Toen hij op zijn 20ste naar Utrecht verhuisde had hij een Zilvervlootspaarrekening met daarop 20.000 gulden. Bedoeld voor als hij ooit zou trouwen. Paul: “Ik dacht: dat ga ik mooi niet doen. En tot op heden ben ik niet getrouwd met mijn vriendin. Als eerstejaars student besloot ik dat geld te investeren in een huis van 42.000 gulden. Ik ging toch vijf jaar in Utrecht studeren en vond het zonde mijn geld aan huur te verkwisten.
Verstandshuwelijk
Het bleef niet bij één huis. “Ik heb risico’s genomen en in huizen geïnvesteerd. Na mijn studententijd kreeg ik verschillende goede banen met dito salaris, waardoor ik halverwege de jaren ‘90 privé een mooie vastgoedportefeuille had.” De banen die hem al het vastgoed opleverden, maakten hem echter niet gelukkig. “Ik leefde in een verstandshuwelijk, want mijn werk was niet mijn passie.”
“Toen ik 34 was dacht ik: als ik 45 ben word ik toch ontslagen, dus dan kan ik beter nu al zelf iets opzetten. Dus ben ik zelfstandige geworden in de zakelijke dienstverlening. Ik werkte volgens het principe uurtje-factuurtje. Ik kon veel uren schrijven, de tarieven waren hoog.” Dat heeft hij tien jaar gedaan en hij is ermee gestopt toen hij zag dat de markt terugliep.
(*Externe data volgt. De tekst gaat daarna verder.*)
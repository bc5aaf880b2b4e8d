use crate::error::{Result, ServiceError};
use crate::service::{RuleService, TaskRef};
use async_trait::async_trait;
use mapping_protocol::{
    CopyRuleRequest, CopyRuleResponse, ErrorBody, GenerateRulesRequest, MappingRule,
    PathValidationRequest, SourcePathInfo, SuggestionRequest, TermInfo,
    UriPatternValidationRequest, ValidationResult, VocabularyInfos, VocabularyMatchResponse,
};
use reqwest::{Client, Method, RequestBuilder, Response, Url};
use serde::de::DeserializeOwned;
use serde_json::Value;
use std::collections::BTreeMap;
use std::time::Duration;

/// Rule service over the REST API.
#[derive(Debug, Clone)]
pub struct HttpRuleService {
    client: Client,
    base_url: Url,
    task: TaskRef,
}

impl HttpRuleService {
    pub fn new(base_url: &str, task: TaskRef, timeout: Duration) -> Result<Self> {
        let base_url = Url::parse(base_url)
            .map_err(|err| ServiceError::Validation(format!("Invalid base url {base_url}: {err}")))?;
        if base_url.cannot_be_a_base() {
            return Err(ServiceError::Validation(format!(
                "Base url {base_url} cannot carry a path"
            )));
        }
        let client = Client::builder()
            .timeout(timeout)
            .build()
            .map_err(|err| ServiceError::Network(format!("Failed to build HTTP client: {err}")))?;
        Ok(Self {
            client,
            base_url,
            task,
        })
    }

    /// `{base}/{segments...}` with every segment percent-encoded.
    fn endpoint(&self, segments: &[&str]) -> Result<Url> {
        let mut url = self.base_url.clone();
        url.path_segments_mut()
            .map_err(|()| ServiceError::Validation(format!("Base url {} cannot carry a path", self.base_url)))?
            .pop_if_empty()
            .extend(segments);
        Ok(url)
    }

    /// `{base}/transform/tasks/{project}/{task}/{segments...}`
    fn task_endpoint(&self, segments: &[&str]) -> Result<Url> {
        let mut all = vec!["transform", "tasks", self.task.project.as_str(), self.task.task.as_str()];
        all.extend_from_slice(segments);
        self.endpoint(&all)
    }

    fn request(&self, method: Method, url: Url) -> RequestBuilder {
        log::debug!("{method} {url}");
        self.client
            .request(method, url)
            .header(reqwest::header::ACCEPT, "application/json")
    }

    async fn send(&self, request: RequestBuilder) -> Result<Response> {
        let response = request.send().await?;
        let status = response.status();
        if status.is_success() {
            return Ok(response);
        }
        let text = response.text().await.unwrap_or_default();
        let body = serde_json::from_str::<ErrorBody>(&text).unwrap_or_else(|_| {
            ErrorBody::new(
                status.canonical_reason().unwrap_or("Request failed"),
                text.trim(),
            )
        });
        log::debug!("Rule service answered {status}: {body}");
        Err(ServiceError::Service {
            status: status.as_u16(),
            body,
        })
    }

    async fn send_json<T: DeserializeOwned>(&self, request: RequestBuilder) -> Result<T> {
        let response = self.send(request).await?;
        let bytes = response.bytes().await?;
        Ok(serde_json::from_slice(&bytes)?)
    }
}

#[async_trait]
impl RuleService for HttpRuleService {
    fn task(&self) -> &TaskRef {
        &self.task
    }

    async fn fetch_tree(&self) -> Result<MappingRule> {
        let url = self.task_endpoint(&["rules"])?;
        self.send_json(self.request(Method::GET, url)).await
    }

    async fn update_rule(&self, rule_id: &str, patch: &Value) -> Result<()> {
        let url = self.task_endpoint(&["rule", rule_id])?;
        self.send(self.request(Method::PUT, url).json(patch)).await?;
        Ok(())
    }

    async fn append_rule(&self, parent_id: &str, payload: &Value) -> Result<MappingRule> {
        let url = self.task_endpoint(&["rule", parent_id, "rules"])?;
        self.send_json(self.request(Method::POST, url).json(payload))
            .await
    }

    async fn delete_rule(&self, rule_id: &str) -> Result<()> {
        let url = self.task_endpoint(&["rule", rule_id])?;
        self.send(self.request(Method::DELETE, url)).await?;
        Ok(())
    }

    async fn reorder_rules(&self, parent_id: &str, ordered: &[String]) -> Result<()> {
        let url = self.task_endpoint(&["rule", parent_id, "rules", "reorder"])?;
        self.send(self.request(Method::POST, url).json(ordered))
            .await?;
        Ok(())
    }

    async fn copy_rule(
        &self,
        append_to: &str,
        request: &CopyRuleRequest,
    ) -> Result<CopyRuleResponse> {
        let url = self.task_endpoint(&["rule", append_to, "rules", "copyFrom"])?;
        let mut query = vec![
            ("sourceProject", request.source_project.as_str()),
            ("sourceTask", request.source_task.as_str()),
            ("sourceRule", request.source_rule.as_str()),
        ];
        if let Some(after) = request.after_rule_id.as_deref() {
            query.push(("afterRuleId", after));
        }
        self.send_json(self.request(Method::POST, url).query(&query).json(request))
            .await
    }

    async fn vocabulary_infos(&self) -> Result<VocabularyInfos> {
        let url = self.task_endpoint(&["targetVocabulary", "vocabularies"])?;
        self.send_json(self.request(Method::GET, url)).await
    }

    async fn match_vocabulary(
        &self,
        request: &SuggestionRequest,
    ) -> Result<Option<VocabularyMatchResponse>> {
        let url = self.endpoint(&["ontologyMatching", "matchVocabularyClassDataset"])?;
        match self
            .send_json(self.request(Method::POST, url).json(request))
            .await
        {
            Ok(response) => Ok(Some(response)),
            Err(err) if err.is_plain_not_found() => {
                log::info!("Vocabulary matching is not available for {}", self.task);
                Ok(None)
            }
            Err(err) => Err(err),
        }
    }

    async fn value_source_paths(&self, rule_id: &str) -> Result<Vec<SourcePathInfo>> {
        let url = self.task_endpoint(&["rule", rule_id, "valueSourcePathsInfo"])?;
        self.send_json(self.request(Method::GET, url).query(&[("objectInfo", "true")]))
            .await
    }

    async fn generate_rules(
        &self,
        parent_id: &str,
        request: &GenerateRulesRequest,
    ) -> Result<Vec<Value>> {
        let url = self.endpoint(&[
            "ontologyMatching",
            "rulesGenerator",
            self.task.project.as_str(),
            self.task.task.as_str(),
            "rule",
            parent_id,
        ])?;
        self.send_json(self.request(Method::POST, url).json(request))
            .await
    }

    async fn prefixes(&self) -> Result<BTreeMap<String, String>> {
        let url = self.endpoint(&["api", "workspace", "projects", self.task.project.as_str(), "prefixes"])?;
        self.send_json(self.request(Method::GET, url)).await
    }

    async fn example_values(&self, rule_id: &str) -> Result<BTreeMap<String, Vec<String>>> {
        let url = self.endpoint(&[
            "profiling",
            "schemaClass",
            self.task.project.as_str(),
            self.task.task.as_str(),
            "ruleExampleValues",
        ])?;
        self.send_json(self.request(Method::GET, url).query(&[("ruleId", rule_id)]))
            .await
    }

    async fn term_info(&self, uri: &str) -> Result<TermInfo> {
        let url = self.task_endpoint(&["targetVocabulary", "typeOrProperty"])?;
        self.send_json(self.request(Method::GET, url).query(&[("uri", uri)]))
            .await
    }

    async fn validate_path(&self, path_expression: &str) -> Result<ValidationResult> {
        if path_expression.is_empty() {
            return Ok(ValidationResult::ok());
        }
        let url = self.endpoint(&[
            "api",
            "workspace",
            "validation",
            "sourcePath",
            self.task.project.as_str(),
        ])?;
        let body = PathValidationRequest {
            path_expression: path_expression.to_string(),
        };
        self.send_json(self.request(Method::POST, url).json(&body))
            .await
    }

    async fn validate_uri_pattern(&self, pattern: &str) -> Result<ValidationResult> {
        let url = self.endpoint(&[
            "api",
            "workspace",
            "validation",
            "uriPattern",
            self.task.project.as_str(),
        ])?;
        let body = UriPatternValidationRequest {
            uri_pattern: pattern.to_string(),
        };
        self.send_json(self.request(Method::POST, url).json(&body))
            .await
    }
}
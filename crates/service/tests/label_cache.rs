use mapping_protocol::{GenericInfo, MappingRule};
use mapping_service::{
    InMemoryRuleService, LabelField, RuleService, TaskRef, VocabularyLabelCache,
};
use pretty_assertions::assert_eq;
use serde_json::json;
use std::sync::Arc;

fn backend() -> Arc<InMemoryRuleService> {
    let tree: MappingRule =
        serde_json::from_value(json!({"type": "root", "id": "root"})).unwrap();
    Arc::new(InMemoryRuleService::new(TaskRef::new("p", "t"), tree).unwrap())
}

fn info(label: &str, description: &str) -> GenericInfo {
    GenericInfo {
        uri: None,
        label: Some(label.to_string()),
        description: Some(description.to_string()),
    }
}

#[tokio::test]
async fn reads_through_and_serves_from_cache() {
    let backend = backend();
    backend.set_term("ex:name", info("Name", "A name")).await;
    let service: Arc<dyn RuleService> = backend.clone();
    let cache = VocabularyLabelCache::new(service, 8);

    assert_eq!(cache.get("ex:name", LabelField::Label).await.as_deref(), Some("Name"));

    // Served from cache even after the backend changes.
    backend.set_term("ex:name", info("Renamed", "Other")).await;
    assert_eq!(
        cache.get("ex:name", LabelField::Description).await.as_deref(),
        Some("A name")
    );

    cache.invalidate().await;
    assert_eq!(cache.get("ex:name", LabelField::Label).await.as_deref(), Some("Renamed"));
}

#[tokio::test]
async fn failed_lookups_are_cached_negatively() {
    let backend = backend();
    let service: Arc<dyn RuleService> = backend.clone();
    let cache = VocabularyLabelCache::new(service, 8);

    assert_eq!(cache.get("ex:unknown", LabelField::Label).await, None);
    backend.set_term("ex:unknown", info("Known now", "")).await;
    assert_eq!(cache.get("ex:unknown", LabelField::Label).await, None);
    assert_eq!(cache.len().await, 1);
}

#[tokio::test]
async fn update_entry_only_touches_cached_terms() {
    let backend = backend();
    backend.set_term("ex:city", info("City", "Town")).await;
    let service: Arc<dyn RuleService> = backend.clone();
    let cache = VocabularyLabelCache::new(service, 8);

    assert!(!cache.update_entry("ex:city", Some("X".to_string()), None).await);
    assert_eq!(cache.len().await, 0);

    cache.get("ex:city", LabelField::Label).await;
    assert!(cache.update_entry("ex:city", Some("Place".to_string()), None).await);
    assert_eq!(cache.get("ex:city", LabelField::Label).await.as_deref(), Some("Place"));
    assert_eq!(cache.get("ex:city", LabelField::Description).await, None);
}

#[tokio::test]
async fn capacity_evicts_least_recently_used() {
    let backend = backend();
    for uri in ["ex:a", "ex:b", "ex:c"] {
        backend.set_term(uri, info(uri, "")).await;
    }
    let service: Arc<dyn RuleService> = backend.clone();
    let cache = VocabularyLabelCache::new(service, 2);

    cache.get("ex:a", LabelField::Label).await;
    cache.get("ex:b", LabelField::Label).await;
    cache.get("ex:c", LabelField::Label).await;
    assert_eq!(cache.len().await, 2);
    assert!(!cache.update_entry("ex:a", None, None).await);
}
In de periode daarna heeft hij een bedrijf in bouwsystemen opgericht in samenwerking met de BAM. Enkele jaren later heeft hij deze onderneming succesvol verkocht.
Dagbesteding
“Door mijn vastgoedportefeuille had ik een passief inkomen. Op zo’n manier leven is enorm comfortabel, maar dat breekt je op een gegeven moment op. Ik was midden 40 en had een dagbesteding nodig.” Toen was eindelijk de tijd aangebroken om zijn dromen na te jagen. “Al vanaf mijn jeugd droom ik ervan ooit een product op de markt te brengen, dat heel groot te laten worden en het na een paar jaar voor 10 dollarcent in Mexico uit een grabbelton te trekken. Het slaat eigenlijk helemaal nergens op, maar dat wil ik. Als dat lukt heb je een groot deel van de wereldbevolking weten te bereiken.”
Hij heeft zichzelf de opdracht gegeven om dat voor elkaar te krijgen.”Ik moest een food-product ontwikkelen dat iedereen zou kunnen betalen. Food is een groeimarkt. Zo kwam ik al snel op snoep uit. Ik stelde steeds meer randvoorwaarden op en kwam zo uit op wat nu Beasty Energy is, winegums die hetzelfde effect hebben als een energiedrank.. Het gaat verkocht worden in Polen en ik ben ook bezig in Turkije. In Nederland is het nog lastig om het in de markt te zetten. Je komt niet zomaar bij een tankstation te liggen.”
Personeel vreet energie
Het gelijknamige bedrijf Beasty Energy is er één zonder personeel. “Ik doe altijd alles zelf, maar ik ben geen zzp’er. De mankracht die ik nodig heb huur ik in. Ik maak gebruik van mijn netwerk en zet flexibele arbeidskrachten in. Ik wil niet aan personeel vast zitten en me druk hoeven te maken over ziekmeldingen enzo. Dat vreet energie. Als je zelf de kar trekt kom je het hardst vooruit.”